The Moderate Imagination: The Political Thought of John Updike and the Decline of New Deal Liberalism

Univ. Pr. of Kansas. Jun. 2020. 288p. ISBN 9780700629527. $39.95. POL SCI
The notion of John Updike as a political writer is not new; Matthew Shipe and Scott Dill’s Updike & Politics: New Considerations offered glimpses of the political aspects of his writings. In this new study, Fromer (Tel Aviv Univ.), a contributor to that earlier volume, provides a more cohesive political reassessment of Updike. His thesis is that Updike, portrayed as moderate and cautious in his views, depicted the social and economic changes in postwar America that led to the gradual decline of liberalism. To illustrate the tension between liberalism and modernism, Fromer closely examines four of Updike’s early novels: The Poorhouse Fair (1959); Rabbit, Run (1960); Couples (1968); and Rabbit Redux (1971), which he considers to be the most political with the Vietnam War, civil rights movement, and counterculture as a backdrop.

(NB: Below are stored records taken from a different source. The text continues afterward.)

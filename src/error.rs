use thiserror::Error;

use crate::data::FieldType;

#[derive(Debug, Error, Clone, Eq, PartialEq)]
/// Enum for the validation failures raised while building or reading series collections.
pub enum SeriesError {
    #[error("Length mismatch. Field \"{name}\" has {actual} values, expected {expected}.")]
    LengthMismatch {
        name: String,
        expected: usize,
        actual: usize,
    },

    #[error("Duplicate metric. {0} already exists in the collection.")]
    DuplicateMetric(String),

    #[error("Time field already set. Existing time field is \"{0}\".")]
    TimeAlreadySet(String),

    #[error("Missing time field. {0}")]
    MissingTimeField(String),

    #[error("Missing value field. {0}")]
    MissingValueField(String),

    #[error("Time field name \"{0}\" collides with an existing value field.")]
    DuplicateTimeName(String),

    #[error("Metric name \"{0}\" collides with the time field name.")]
    TimeFieldNameCollision(String),

    #[error("Unrecognized format. {0}")]
    UnrecognizedFormat(String),

    #[error("Inconsistent grouping for {metric}: {times} timestamps, {values} values.")]
    InconsistentGrouping {
        metric: String,
        times: usize,
        values: usize,
    },

    #[error("Invalid value type for \"{name}\". Expected a numeric field, got {field_type}.")]
    InvalidValueType {
        name: String,
        field_type: FieldType,
    },
}

pub type SeriesResult<T> = Result<T, SeriesError>;

impl SeriesError {
    pub(crate) fn length_mismatch(name: &str, expected: usize, actual: usize) -> Self {
        SeriesError::LengthMismatch {
            name: name.to_string(),
            expected,
            actual,
        }
    }
}
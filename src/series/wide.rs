use tracing::debug;

use super::{
    classify_fields, ensure_aligned, ensure_numeric, ensure_unique_identities, log_read_result,
    MetricRef, MetricRefs, SeriesCollectionReader,
};
use crate::common::types::Timestamp;
use crate::common::Labels;
use crate::config::SeriesSettings;
use crate::data::{Field, FieldValues, Frame, FrameType};
use crate::error::{SeriesError, SeriesResult};

/// A single frame holding one shared time field followed by one value field per metric.
#[derive(Debug, Clone, PartialEq)]
pub struct WideFrameSeries {
    frame: Frame,
}

impl Default for WideFrameSeries {
    fn default() -> Self {
        Self::new()
    }
}

impl WideFrameSeries {
    pub fn new() -> Self {
        Self::with_settings(SeriesSettings::default())
    }

    pub fn with_settings(settings: SeriesSettings) -> Self {
        Self {
            frame: Frame::new(settings.frame_name, vec![]).with_type(FrameType::TimeSeriesWide),
        }
    }

    /// Wraps a frame built elsewhere. Layout is validated when the collection is read.
    pub fn from_frame(frame: Frame) -> Self {
        Self { frame }
    }

    pub fn frame(&self) -> &Frame {
        &self.frame
    }

    pub fn into_frame(self) -> Frame {
        self.frame
    }

    pub fn time_field(&self) -> Option<&Field> {
        self.frame.fields.iter().find(|f| f.field_type().is_time())
    }

    fn value_fields(&self) -> impl Iterator<Item = &Field> {
        self.frame.fields.iter().filter(|f| f.field_type().is_numeric())
    }

    pub fn contains_metric(&self, name: &str, labels: &Labels) -> bool {
        self.value_fields().any(|f| f.has_identity(name, labels))
    }

    /// Sets the shared time field. It becomes the first field of the frame.
    pub fn set_time<N: Into<String>>(&mut self, name: N, values: Vec<Timestamp>) -> SeriesResult<()> {
        let name = name.into();
        if let Some(time) = self.time_field() {
            debug!("wide: time field \"{}\" already set", time.name);
            return Err(SeriesError::TimeAlreadySet(time.name.clone()));
        }
        if self.frame.fields.iter().any(|f| f.name == name) {
            debug!("wide: time field name \"{}\" is taken by a value field", name);
            return Err(SeriesError::DuplicateTimeName(name));
        }
        if let Some(value) = self.value_fields().find(|f| f.len() != values.len()) {
            return Err(SeriesError::length_mismatch(&name, value.len(), values.len()));
        }
        self.frame.fields.insert(0, Field::time(name, values));
        Ok(())
    }

    /// Adds a value field aligned with the time field. Nothing is added on error.
    pub fn add_metric<N, V>(&mut self, name: N, labels: Labels, values: V) -> SeriesResult<()>
    where
        N: Into<String>,
        V: Into<FieldValues>,
    {
        let field = Field::new(name, labels, values);
        ensure_numeric(&field.name, field.field_type())?;

        let time = self.time_field();
        if let Some(time) = time {
            if time.name == field.name {
                debug!("wide: metric \"{}\" collides with the time field", field.name);
                return Err(SeriesError::TimeFieldNameCollision(field.name));
            }
        }
        // before set_time, new fields must still line up with the ones already added
        if let Some(reference) = time.or_else(|| self.value_fields().next()) {
            if !reference.is_aligned_with(&field) {
                debug!(
                    "wide: rejected {}: {} values, expected {}",
                    field.display_name(),
                    field.len(),
                    reference.len()
                );
                return Err(SeriesError::length_mismatch(&field.name, reference.len(), field.len()));
            }
        }
        if self.contains_metric(&field.name, &field.labels) {
            debug!("wide: rejected duplicate metric {}", field.display_name());
            return Err(SeriesError::DuplicateMetric(field.display_name()));
        }
        self.frame.fields.push(field);
        Ok(())
    }
}

impl SeriesCollectionReader for WideFrameSeries {
    fn get_metric_refs(&self) -> SeriesResult<MetricRefs<'_>> {
        if !self.frame.is_type(FrameType::TimeSeriesWide) {
            return Err(SeriesError::UnrecognizedFormat(format!(
                "frame is not marked {}",
                FrameType::TimeSeriesWide
            )));
        }
        let classes = classify_fields(&self.frame, false);
        let mut res = MetricRefs::new(Vec::with_capacity(classes.values.len()), classes.extra);
        if classes.values.is_empty() {
            log_read_result(FrameType::TimeSeriesWide, &res);
            return Ok(res);
        }
        let Some(time) = classes.time else {
            return Err(SeriesError::MissingTimeField(format!(
                "{} value fields without a time field",
                classes.values.len()
            )));
        };
        ensure_aligned(time, &classes.values)?;
        res.refs
            .extend(classes.values.into_iter().map(|value| MetricRef::borrowed(time, value)));
        ensure_unique_identities(&res.refs)?;
        log_read_result(FrameType::TimeSeriesWide, &res);
        Ok(res)
    }
}
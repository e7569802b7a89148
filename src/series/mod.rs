use std::borrow::Cow;
use std::fmt::Display;

use ahash::HashSet;
use tracing::{debug, trace};

use crate::common::Labels;
use crate::data::{Field, FieldType, Frame, FrameType};
use crate::error::{SeriesError, SeriesResult};

mod long;
mod multi;
mod wide;

pub use long::*;
pub use multi::*;
pub use wide::*;

/// A (time field, value field) pair identifying one logical series.
///
/// Multi and wide collections lend out the fields they own; long collections build new fields
/// from the grouped rows, so both halves are `Cow`.
#[derive(Debug, Clone, PartialEq)]
pub struct MetricRef<'a> {
    pub time: Cow<'a, Field>,
    pub value: Cow<'a, Field>,
}

impl<'a> MetricRef<'a> {
    pub fn borrowed(time: &'a Field, value: &'a Field) -> Self {
        Self {
            time: Cow::Borrowed(time),
            value: Cow::Borrowed(value),
        }
    }

    pub fn owned(time: Field, value: Field) -> Self {
        Self {
            time: Cow::Owned(time),
            value: Cow::Owned(value),
        }
    }

    pub fn name(&self) -> &str {
        &self.value.name
    }

    pub fn labels(&self) -> &Labels {
        &self.value.labels
    }

    pub fn len(&self) -> usize {
        self.value.len()
    }

    pub fn is_empty(&self) -> bool {
        self.value.is_empty()
    }

    pub fn into_owned(self) -> MetricRef<'static> {
        MetricRef {
            time: Cow::Owned(self.time.into_owned()),
            value: Cow::Owned(self.value.into_owned()),
        }
    }
}

impl Display for MetricRef<'_> {
    fn fmt(&self, f: &mut std::fmt::Formatter<'_>) -> std::fmt::Result {
        write!(f, "{}", self.value.display_name())
    }
}

/// Result of reading a series collection: the canonical refs plus any fields that were not
/// recognized as time, value or label fields.
#[derive(Debug, Clone, Default, PartialEq)]
pub struct MetricRefs<'a> {
    pub refs: Vec<MetricRef<'a>>,
    pub extra_fields: Vec<&'a Field>,
}

impl<'a> MetricRefs<'a> {
    pub fn new(refs: Vec<MetricRef<'a>>, extra_fields: Vec<&'a Field>) -> Self {
        Self { refs, extra_fields }
    }

    pub fn is_empty(&self) -> bool {
        self.refs.is_empty()
    }

    pub fn len(&self) -> usize {
        self.refs.len()
    }

    pub fn has_extra_fields(&self) -> bool {
        !self.extra_fields.is_empty()
    }
}

/// Uniform read access to a time series collection, independent of its layout.
pub trait SeriesCollectionReader {
    /// Returns one ref per logical series in canonical order, plus the fields that could not be
    /// classified. Reading never mutates the collection, so repeated calls return equal results.
    fn get_metric_refs(&self) -> SeriesResult<MetricRefs<'_>>;
}

/// Any of the three layouts, chosen by the frames' format marker.
#[derive(Debug, Clone, PartialEq)]
pub enum SeriesCollection {
    Multi(MultiFrameSeries),
    Wide(WideFrameSeries),
    Long(LongSeries),
}

impl SeriesCollection {
    /// Wraps producer-built frames, dispatching on the first frame's type marker.
    /// Wide and long layouts must consist of a single frame.
    pub fn from_frames(frames: Vec<Frame>) -> SeriesResult<Self> {
        let Some(first) = frames.first() else {
            return Err(SeriesError::UnrecognizedFormat(
                "no frames to detect a layout from".to_string(),
            ));
        };
        let Some(frame_type) = first.frame_type() else {
            return Err(SeriesError::UnrecognizedFormat(
                "frame has no type marker".to_string(),
            ));
        };
        if frame_type != FrameType::TimeSeriesMulti && frames.len() != 1 {
            return Err(SeriesError::UnrecognizedFormat(format!(
                "{} layout expects a single frame, got {}",
                frame_type,
                frames.len()
            )));
        }
        let res = match frame_type {
            FrameType::TimeSeriesMulti => SeriesCollection::Multi(MultiFrameSeries::from_frames(frames)),
            FrameType::TimeSeriesWide => {
                SeriesCollection::Wide(WideFrameSeries::from_frame(frames.into_iter().next().unwrap_or_default()))
            }
            FrameType::TimeSeriesLong => {
                SeriesCollection::Long(LongSeries::from_frame(frames.into_iter().next().unwrap_or_default()))
            }
        };
        Ok(res)
    }

    pub fn frame_type(&self) -> FrameType {
        match self {
            SeriesCollection::Multi(_) => FrameType::TimeSeriesMulti,
            SeriesCollection::Wide(_) => FrameType::TimeSeriesWide,
            SeriesCollection::Long(_) => FrameType::TimeSeriesLong,
        }
    }

    pub fn into_frames(self) -> Vec<Frame> {
        match self {
            SeriesCollection::Multi(s) => s.into_frames(),
            SeriesCollection::Wide(s) => vec![s.into_frame()],
            SeriesCollection::Long(s) => vec![s.into_frame()],
        }
    }
}

impl SeriesCollectionReader for SeriesCollection {
    fn get_metric_refs(&self) -> SeriesResult<MetricRefs<'_>> {
        match self {
            SeriesCollection::Multi(s) => s.get_metric_refs(),
            SeriesCollection::Wide(s) => s.get_metric_refs(),
            SeriesCollection::Long(s) => s.get_metric_refs(),
        }
    }
}

/// A frame's fields sorted into the roles a reader understands.
#[derive(Debug, Default)]
pub(crate) struct FieldClasses<'a> {
    pub time: Option<&'a Field>,
    pub values: Vec<&'a Field>,
    pub labels: Vec<&'a Field>,
    pub extra: Vec<&'a Field>,
}

/// The first time field is the time field, numeric fields are values, and string fields are
/// labels when `with_labels` is set. Everything else, including further time fields, is extra.
pub(crate) fn classify_fields(frame: &Frame, with_labels: bool) -> FieldClasses<'_> {
    let mut res = FieldClasses::default();
    for field in frame.fields.iter() {
        let field_type = field.field_type();
        if field_type.is_time() && res.time.is_none() {
            res.time = Some(field);
        } else if field_type.is_numeric() {
            res.values.push(field);
        } else if with_labels && field_type.is_string() {
            res.labels.push(field);
        } else {
            res.extra.push(field);
        }
    }
    res
}

pub(crate) fn ensure_aligned(time: &Field, fields: &[&Field]) -> SeriesResult<()> {
    for field in fields {
        if !field.is_aligned_with(time) {
            return Err(SeriesError::length_mismatch(&field.name, time.len(), field.len()));
        }
    }
    Ok(())
}

pub(crate) fn ensure_numeric(name: &str, field_type: FieldType) -> SeriesResult<()> {
    if field_type.is_numeric() {
        return Ok(());
    }
    Err(SeriesError::InvalidValueType {
        name: name.to_string(),
        field_type,
    })
}

/// Fails with `DuplicateMetric` on the first ref whose (name, labels) was already seen.
pub(crate) fn ensure_unique_identities(refs: &[MetricRef<'_>]) -> SeriesResult<()> {
    let mut seen: HashSet<(&str, &Labels)> = HashSet::default();
    for r in refs {
        if !seen.insert(r.value.identity()) {
            return Err(SeriesError::DuplicateMetric(r.value.display_name()));
        }
    }
    Ok(())
}

pub(crate) fn log_read_result(frame_type: FrameType, res: &MetricRefs<'_>) {
    debug!(
        "read {} collection: {} metric refs, {} extra fields",
        frame_type,
        res.refs.len(),
        res.extra_fields.len()
    );
    for field in res.extra_fields.iter() {
        trace!("{}: extra field \"{}\" ({})", frame_type, field.name, field.field_type());
    }
}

Fromer is a perceptive literary critic, but the real strength of this book lies more in his mastery of liberal political philosophy. The chapter on Updike’s Harvard education in the early 1950s presents a revealing look at the intellectual influences that formed the foundation for Updike’s works.
VERDICT Fans of Updike will learn a lot from this book, which will also appeal to students of postwar American political history.